▶ [Action item]:
The stretch from the line with "let handle = recorder.handle();" through the line with "pub mod server;" in the records below: write it out exactly, and nothing else.

:: Source records

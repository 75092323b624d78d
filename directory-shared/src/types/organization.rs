use serde::{Deserialize, Serialize};

use crate::types::{Building, BuildingId};

pub type OrganizationId = i32;

/// An organization as returned by list queries.
#[derive(Clone, Debug, Serialize, Deserialize, PartialEq, Eq)]
pub struct Organization {
    pub id: OrganizationId,
    pub name: String,
    pub building_id: BuildingId,
}

/// An organization annotated with the building it references.
#[derive(Clone, Debug, Serialize, Deserialize, PartialEq)]
pub struct OrganizationWithBuilding {
    pub id: OrganizationId,
    pub name: String,
    pub building_id: BuildingId,
    pub building: Building,
}

impl From<OrganizationWithBuilding> for Organization {
    fn from(value: OrganizationWithBuilding) -> Self {
        Self {
            id: value.id,
            name: value.name,
            building_id: value.building_id,
        }
    }
}
//! Prometheus exporter.
//!
//! Serves the recorder's render output and a liveness probe for the
//! long-running `run` mode.

use axum::{Extension, Router, routing::get};
use metrics_exporter_prometheus::{PrometheusBuilder, PrometheusHandle};
use snafu::prelude::*;
use std::net::SocketAddr;
use tokio::net::TcpListener;
use tracing::{error, info};

use crate::error::{MetricsError, PrometheusInitSnafu};

/// Install the global recorder and serve `/metrics` and `/health` on `addr`.
///
/// Must be called from inside a tokio runtime.
pub fn init(addr: SocketAddr) -> Result<(), MetricsError> {
    let handle = PrometheusBuilder::new()
        .install_recorder()
        .context(PrometheusInitSnafu)?;

    tokio::spawn(run_server(addr, handle));

    Ok(())
}

async fn run_server(addr: SocketAddr, handle: PrometheusHandle) {
    let app = Router::new()
        .route("/metrics", get(metrics_handler))
        .route("/health", get(health_handler))
        .layer(Extension(handle));

    let listener = match TcpListener::bind(addr).await {
        Ok(listener) => listener,
        Err(e) => {
            error!(%addr, error = %e, "Failed to bind metrics server");
            return;
        }
    };
    info!(%addr, "Metrics endpoint listening");

    if let Err(e) = axum::serve(listener, app).await {
        error!(error = %e, "Metrics server stopped");
    }
}

async fn metrics_handler(Extension(handle): Extension<PrometheusHandle>) -> String {
    handle.render()
}

async fn health_handler() -> &'static str {
    "ok\n"
}

#[cfg(test)]
mod tests {
    use super::*;

    #[tokio::test]
    async fn test_health_handler() {
        assert_eq!(health_handler().await, "ok\n");
    }

    #[tokio::test]
    async fn test_metrics_handler_renders_recorded_series() {
        let recorder = PrometheusBuilder::new().build_recorder();
        let handle = recorder.handle();
        metrics::with_local_recorder(&recorder, || {
            metrics::counter!("floe_test_counter_total").increment(3);
        });

        let body = metrics_handler(Extension(handle)).await;
        assert!(body.contains("floe_test_counter_total 3"));
    }
}
//! Metrics for floe.
//!
//! - `events`: the `InternalEvent` trait and one struct per measurable occurrence
//! - `server`: Prometheus recorder plus the `/metrics` and `/health` endpoints

pub mod events;
pub mod server;

pub use server::init;

/// Emit an internal event.
///
/// Calls `InternalEvent::emit()` on the event, which records the matching
/// metric. Without an installed recorder this is a cheap no-op.
///
/// ```ignore
/// use floe::metrics::events::RecordsLoaded;
///
/// emit!(RecordsLoaded { table: "clicks".into(), count: 150 });
/// ```
#[macro_export]
macro_rules! emit {
    ($event:expr) => {
        $crate::metrics::events::InternalEvent::emit($event)
    };
}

::::

▶ [Solution for this task]:
        let handle = recorder.handle();
        metrics::with_local_recorder(&recorder, || {
            metrics::counter!("floe_test_counter_total").increment(3);
        });

        let body = metrics_handler(Extension(handle)).await;
        assert!(body.contains("floe_test_counter_total 3"));
    }
}
//! Metrics for floe.
//!
//! - `events`: the `InternalEvent` trait and one struct per measurable occurrence
//! - `server`: Prometheus recorder plus the `/metrics` and `/health` endpoints

pub mod events;
pub mod server;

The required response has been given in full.